═════ TASK DATA ═════

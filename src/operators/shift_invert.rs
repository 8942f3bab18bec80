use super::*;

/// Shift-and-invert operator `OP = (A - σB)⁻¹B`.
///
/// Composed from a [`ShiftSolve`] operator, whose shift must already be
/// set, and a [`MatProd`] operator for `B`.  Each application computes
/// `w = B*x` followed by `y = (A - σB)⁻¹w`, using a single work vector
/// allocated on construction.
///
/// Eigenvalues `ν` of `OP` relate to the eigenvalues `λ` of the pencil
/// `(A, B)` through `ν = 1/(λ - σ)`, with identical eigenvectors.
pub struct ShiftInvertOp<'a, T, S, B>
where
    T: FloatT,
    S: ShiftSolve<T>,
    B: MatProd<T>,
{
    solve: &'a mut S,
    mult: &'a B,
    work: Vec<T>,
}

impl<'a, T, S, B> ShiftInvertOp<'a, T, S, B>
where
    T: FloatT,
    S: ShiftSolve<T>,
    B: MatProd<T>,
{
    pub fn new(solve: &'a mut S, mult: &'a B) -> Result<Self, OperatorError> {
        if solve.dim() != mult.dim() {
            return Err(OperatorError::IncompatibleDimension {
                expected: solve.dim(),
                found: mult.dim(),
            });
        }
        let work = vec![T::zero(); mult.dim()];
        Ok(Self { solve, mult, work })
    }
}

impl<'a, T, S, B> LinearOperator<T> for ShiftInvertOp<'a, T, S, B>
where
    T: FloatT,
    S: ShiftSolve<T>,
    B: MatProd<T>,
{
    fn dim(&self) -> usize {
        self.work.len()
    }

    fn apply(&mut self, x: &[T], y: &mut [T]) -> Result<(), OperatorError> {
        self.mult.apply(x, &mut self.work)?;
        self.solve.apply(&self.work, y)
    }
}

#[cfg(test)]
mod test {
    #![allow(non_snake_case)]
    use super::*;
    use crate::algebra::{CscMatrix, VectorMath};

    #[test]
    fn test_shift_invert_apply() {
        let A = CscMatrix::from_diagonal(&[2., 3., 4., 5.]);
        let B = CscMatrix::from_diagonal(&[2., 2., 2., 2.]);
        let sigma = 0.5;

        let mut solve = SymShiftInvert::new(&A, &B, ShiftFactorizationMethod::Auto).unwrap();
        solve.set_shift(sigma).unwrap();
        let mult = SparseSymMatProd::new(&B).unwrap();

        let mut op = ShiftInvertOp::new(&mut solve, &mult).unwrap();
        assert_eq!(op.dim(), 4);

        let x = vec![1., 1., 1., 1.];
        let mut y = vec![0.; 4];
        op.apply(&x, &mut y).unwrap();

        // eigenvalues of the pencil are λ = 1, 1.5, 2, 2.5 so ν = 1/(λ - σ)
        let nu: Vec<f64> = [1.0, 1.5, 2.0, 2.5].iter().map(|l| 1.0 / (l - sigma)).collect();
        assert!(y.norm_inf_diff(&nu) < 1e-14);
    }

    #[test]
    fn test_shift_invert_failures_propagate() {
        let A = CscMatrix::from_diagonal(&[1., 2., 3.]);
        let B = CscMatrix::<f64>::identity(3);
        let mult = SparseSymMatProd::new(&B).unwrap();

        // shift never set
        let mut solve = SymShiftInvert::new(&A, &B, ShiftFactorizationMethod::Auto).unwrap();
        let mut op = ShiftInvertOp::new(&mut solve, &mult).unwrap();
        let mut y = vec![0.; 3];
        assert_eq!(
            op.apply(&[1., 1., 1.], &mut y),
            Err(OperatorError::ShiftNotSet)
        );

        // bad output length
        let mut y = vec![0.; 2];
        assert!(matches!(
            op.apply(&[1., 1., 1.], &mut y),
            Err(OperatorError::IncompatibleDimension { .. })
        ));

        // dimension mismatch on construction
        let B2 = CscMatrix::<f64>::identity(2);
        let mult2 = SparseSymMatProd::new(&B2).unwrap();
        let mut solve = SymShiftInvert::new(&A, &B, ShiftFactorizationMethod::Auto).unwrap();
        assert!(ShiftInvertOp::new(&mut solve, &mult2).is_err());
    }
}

═════

- EXERCISE REQUIREMENTS:
Nothing may be left out. Retype all the entries exactly.

- WORKED SOLUTION:
filename src/operators/shift_invert.rs
repository 8942f3bab18bec80
use super::*;

/// Shift-and-invert operator `OP = (A - σB)⁻¹B`.
///
/// Composed from a [`ShiftSolve`] operator, whose shift must already be
/// set, and a [`MatProd`] operator for `B`.  Each application computes
/// `w = B*x` followed by `y = (A - σB)⁻¹w`, using a single work vector
/// allocated on construction.
///
/// Eigenvalues `ν` of `OP` relate to the eigenvalues `λ` of the pencil
/// `(A, B)` through `ν = 1/(λ - σ)`, with identical eigenvectors.
pub struct ShiftInvertOp<'a, T, S, B>
where
    T: FloatT,
    S: ShiftSolve<T>,
    B: MatProd<T>,
{
    solve: &'a mut S,
    mult: &'a B,
    work: Vec<T>,
}

impl<'a, T, S, B> ShiftInvertOp<'a, T, S, B>
where
    T: FloatT,
    S: ShiftSolve<T>,
    B: MatProd<T>,
{
    pub fn new(solve: &'a mut S, mult: &'a B) -> Result<Self, OperatorError> {
        if solve.dim() != mult.dim() {
            return Err(OperatorError::IncompatibleDimension {
                expected: solve.dim(),
                found: mult.dim(),
            });
        }
        let work = vec![T::zero(); mult.dim()];
        Ok(Self { solve, mult, work })
    }
}

impl<'a, T, S, B> LinearOperator<T> for ShiftInvertOp<'a, T, S, B>
where
    T: FloatT,
    S: ShiftSolve<T>,
    B: MatProd<T>,
{
    fn dim(&self) -> usize {
        self.work.len()
    }

    fn apply(&mut self, x: &[T], y: &mut [T]) -> Result<(), OperatorError> {
        self.mult.apply(x, &mut self.work)?;
        self.solve.apply(&self.work, y)
    }
}

#[cfg(test)]
mod test {
    #![allow(non_snake_case)]
    use super::*;
    use crate::algebra::{CscMatrix, VectorMath};

    #[test]
    fn test_shift_invert_apply() {
        let A = CscMatrix::from_diagonal(&[2., 3., 4., 5.]);
        let B = CscMatrix::from_diagonal(&[2., 2., 2., 2.]);
        let sigma = 0.5;

        let mut solve = SymShiftInvert::new(&A, &B, ShiftFactorizationMethod::Auto).unwrap();
        solve.set_shift(sigma).unwrap();
        let mult = SparseSymMatProd::new(&B).unwrap();

        let mut op = ShiftInvertOp::new(&mut solve, &mult).unwrap();
        assert_eq!(op.dim(), 4);

        let x = vec![1., 1., 1., 1.];
        let mut y = vec![0.; 4];
        op.apply(&x, &mut y).unwrap();

        // eigenvalues of the pencil are λ = 1, 1.5, 2, 2.5 so ν = 1/(λ - σ)
        let nu: Vec<f64> = [1.0, 1.5, 2.0, 2.5].iter().map(|l| 1.0 / (l - sigma)).collect();
        assert!(y.norm_inf_diff(&nu) < 1e-14);
    }

    #[test]
    fn test_shift_invert_failures_propagate() {
        let A = CscMatrix::from_diagonal(&[1., 2., 3.]);
        let B = CscMatrix::<f64>::identity(3);
        let mult = SparseSymMatProd::new(&B).unwrap();

        // shift never set
        let mut solve = SymShiftInvert::new(&A, &B, ShiftFactorizationMethod::Auto).unwrap();
        let mut op = ShiftInvertOp::new(&mut solve, &mult).unwrap();
        let mut y = vec![0.; 3];
        assert_eq!(
            op.apply(&[1., 1., 1.], &mut y),
            Err(OperatorError::ShiftNotSet)
        );

        // bad output length
        let mut y = vec![0.; 2];
        assert!(matches!(
            op.apply(&[1., 1., 1.], &mut y),
            Err(OperatorError::IncompatibleDimension { .. })
        ));

        // dimension mismatch on construction
        let B2 = CscMatrix::<f64>::identity(2);
        let mult2 = SparseSymMatProd::new(&B2).unwrap();
        let mut solve = SymShiftInvert::new(&A, &B, ShiftFactorizationMethod::Auto).unwrap();
        assert!(ShiftInvertOp::new(&mut solve, &mult2).is_err());
    }
}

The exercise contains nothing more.